Because of how scenes are created and presented to users with WebXR it is very difficult to enforce or automatically provide many accessibility features. There are a wide variety of best practices, libraries, and extensions that can be employed to make WebXR experiences more accessible, however.
# Mobility concerns
Because WebXR experiences make use of tracked objects to present a convincing virtual space, they are uniquely dependent on the user’s mobility and environment in order to function.
- User mobility requirements
- WebXR experiences might require users to physically move around their space to interact with various virtual objects. Mobility-impared users might have a difficult time accessing virtual objects as a result.
- Height requirements
- WebXR experiences might require users to interact with objects placed out of their reach.
- Input/hand mobility requirements
- WebXR experiences might require use of two hands or a specific hand, assume a certain amount of hand dexterity, assume presence of specific fingers or assume a certain hand size.
- Space requirements
- WebXR experiences might require more physical space than the user has available to them.
- Show tracked assistive devices in scene
- Some assistive devices might be bulky and impede user’s movement if they can otherwise move ~freely, but the user can’t see them.
WebXR provides a variety of input mechanisms, ranging from gaze-based to fully tracked controllers or hands, and encourages developers to unify their user interactions across that full range by making use of target rays and select events, which are common to all input styles. This makes point-and-click style actions easy to expose in an input-agnostic way. Additionally, using rays allows users to interact with objects that may otherwise be out of reach.
WebXR offers several different types of tracking volumes, referred to as “Reference Spaces” by the API, which range from assuming no mobility beyond the ability to rotate to being able to move around a room to being able to move around an unlimited space. Implementations and devices might not support all reference spaces, so developers are encouraged to fall back to more limited tracking if their ideal reference space isn’t available. Mobility impared users could potentially artificially restrict the available reference spaces via an extension to ensure that experiences limit themselves to a more accessible space.

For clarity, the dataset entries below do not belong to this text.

/// Removes columns left without elements, and inner sections left without
/// columns. The remaining columns of a row are widened to fill it.
pub(crate) fn collapse_empty_columns(element: &mut Element) {
    for child in element.children_mut() {
        collapse_empty_columns(child);
    }

    if element.is_column() {
        element.children_mut().retain(|c| !(c.is_section() && c.children().is_empty()));
        return;
    }

    if !element.is_section() {
        return;
    }

    let columns = element.children_mut();
    let before = columns.len();
    columns.retain(|c| !c.children().is_empty());
    if columns.len() == before || columns.is_empty() {
        return;
    }

    let total: f64 = columns.iter().filter_map(Element::column_size).sum();
    if total <= 0.0 {
        return;
    }

    for column in columns.iter_mut() {
        if let Some(size) = column.column_size() {
            let size = (size * 100.0 / total).floor() as u32;
            column.settings_mut().insert("_column_size".into(), size.into());
        }
    }
}

#[cfg(test)]
pub(crate) mod test_support {
    use super::*;

    pub struct Fixture {
        pub library: Library,
        pub ids: IdGen,
        pub media: Media,
    }

    impl Fixture {
        pub fn new(library: Library) -> Self {
            let mut media = Media::new();
            media.insert("https://riman.test/team/anna.jpg", 41);
            Fixture { library, ids: IdGen::seeded(11), media }
        }

        pub fn ctx(&mut self) -> Context<'_> {
            Context { library: &self.library, ids: &mut self.ids, media: &self.media }
        }
    }

    pub fn widget_settings<'a>(section: &'a Element, widget_type: &str) -> Vec<&'a Settings> {
        let mut found = vec![];
        section.walk(&mut |e| if e.widget_type() == Some(widget_type) {
            found.push(e.settings());
        });

        found
    }
}

#[cfg(test)]
mod tests {
    use super::*;

    #[test]
    fn paragraphs_from_plain_text() {
        assert_eq!(paragraphs("Eins\n\nZwei & Drei\nVier"), "<p>Eins</p>\n<p>Zwei &amp; Drei<br>Vier</p>");
        assert_eq!(paragraphs("  <p>fertig</p> "), "<p>fertig</p>");
        assert_eq!(paragraphs(""), "");
        assert_eq!(paragraphs("A {{ globals.company }}\n\nB"), "<p>{% filter html %}A {{ globals.company }}{% endfilter %}</p>\n<p>B</p>");
    }

    #[test]
    fn icon_libraries() {
        assert_eq!(icon_value("fas fa-phone")["library"], "fa-solid");
        assert_eq!(icon_value("far fa-clock")["library"], "fa-regular");
        assert_eq!(icon_value("fab fa-xing")["library"], "fa-brands");
    }

    #[test]
    fn drops_widgets_at_any_depth() {
        let mut section = Element::section("s", settings! {}, vec![
            Element::column("c1", 50, vec![
                Element::widget("b1", "cholot-button", settings! { "btn_text": "x" }),
                Element::widget("t1", "text-editor", settings! { "editor": "x" }),
            ]),
            Element::column("c2", 50, vec![
                Element::inner_section("s2", settings! {}, vec![
                    Element::column("c3", 100, vec![
                        Element::widget("b2", "cholot-button", settings! { "btn_text": "y" }),
                    ]),
                ]),
            ]),
        ]);

        assert_eq!(drop_widgets(&mut section, "cholot-button"), 2);
        assert!(!section.contains_widget("cholot-button"));
        assert!(section.contains_widget("text-editor"));
        assert_eq!(section.count(), 6);
    }

    #[test]
    fn titles_fill_the_first_widget_or_fail() {
        let mut section = Element::section("s", settings! {}, vec![
            Element::column("c", 100, vec![
                Element::widget("h1", "cholot-title", settings! { "title": "Alt", "header_size": "h2" }),
                Element::widget("h2", "cholot-title", settings! { "title": "Demo" }),
            ]),
        ]);

        fill_title(&mut section, "Leistungen").unwrap();
        let titles = test_support::widget_settings(&section, "cholot-title");
        assert_eq!(titles.len(), 1);
        assert_eq!(titles[0]["title"], "Leistungen");
        assert_eq!(titles[0]["header_size"], "h2");

        fill_title(&mut section, "").unwrap();
        assert!(!section.contains_widget("cholot-title"));

        let error = fill_title(&mut section, "Leistungen").unwrap_err();
        assert!(error.mentions("no title widget"));
        assert!(fill_text(&mut section, "Text").is_err());
        assert!(fill_text(&mut section, "").is_ok());
    }

    #[test]
    fn emptied_columns_collapse() {
        let mut section = Element::section("s", settings! {}, vec![
            Element::column("c1", 25, vec![Element::widget("w1", "image", settings! { "image": {} })]),
            Element::column("c2", 25, vec![]),
            Element::column("c3", 50, vec![
                Element::inner_section("s2", settings! {}, vec![Element::column("c4", 100, vec![])]),
                Element::widget("w2", "text-editor", settings! { "editor": "x" }),
            ]),
        ]);

        collapse_empty_columns(&mut section);
        let sizes: Vec<_> = section.children().iter().filter_map(Element::column_size).collect();
        assert_eq!(sizes, [33.0, 66.0]);
        assert_eq!(section.children()[1].children().len(), 1);
    }

    #[test]
    fn style_is_merged_last() {
        let spec: SectionSpec = serde_yaml::from_str(r##"
            kind: text
            title: Impressum
            text: "RIMAN GmbH"
            style: { background_color: "#f4f4f4", padding: { unit: px, top: 80 } }
        "##).unwrap();

        let mut fixture = test_support::Fixture::new(Library::new());
        let section = build_section(&spec, &mut fixture.ctx());
        assert_eq!(section.settings()["background_color"], "#f4f4f4");
        assert_eq!(section.settings()["padding"]["top"], 80);
    }
}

When using room-scale reference spaces, referred to as “bounded-floor” by the API, a rough boundary polygon of the user’s accessible floor space (either manually set or automatically determined) is provided to the page. Developers are encouraged to ensure that all interactive elements are contained within this boundary. Some devices also incorporate the presence of real-world objects (such as a desk, couch, or keyboard) in this boundary, and can visualize them to the user. This is a function provided by the device or OS, and is not directly exposed to the WebXR page for privacy reasons.
Many XR experiences allow for artificial locomotion in order to move the virtual scene relative to the user’s physical space. Examples include teleportation or movement via a joystick. These not only allow exploration of a space larger than the user’s physical environment, but can provide mobility-impared users the ability to move freely as well.
Some XR devices have the ability to adjust the reported viewer pose to change the user's effective position without requiring any actual movement, for example [OVR Advanced Settings](https://store.steampowered.com/app/1009850/OVR_Advanced_Settings/)'s [Motion tool](https://github.com/OpenVR-Advanced-Settings/OpenVR-AdvancedSettings#--space-offset-page) supports space dragging and a height toggle. This can be used as a replacement for artificial locomotion in applications that don't directly support it.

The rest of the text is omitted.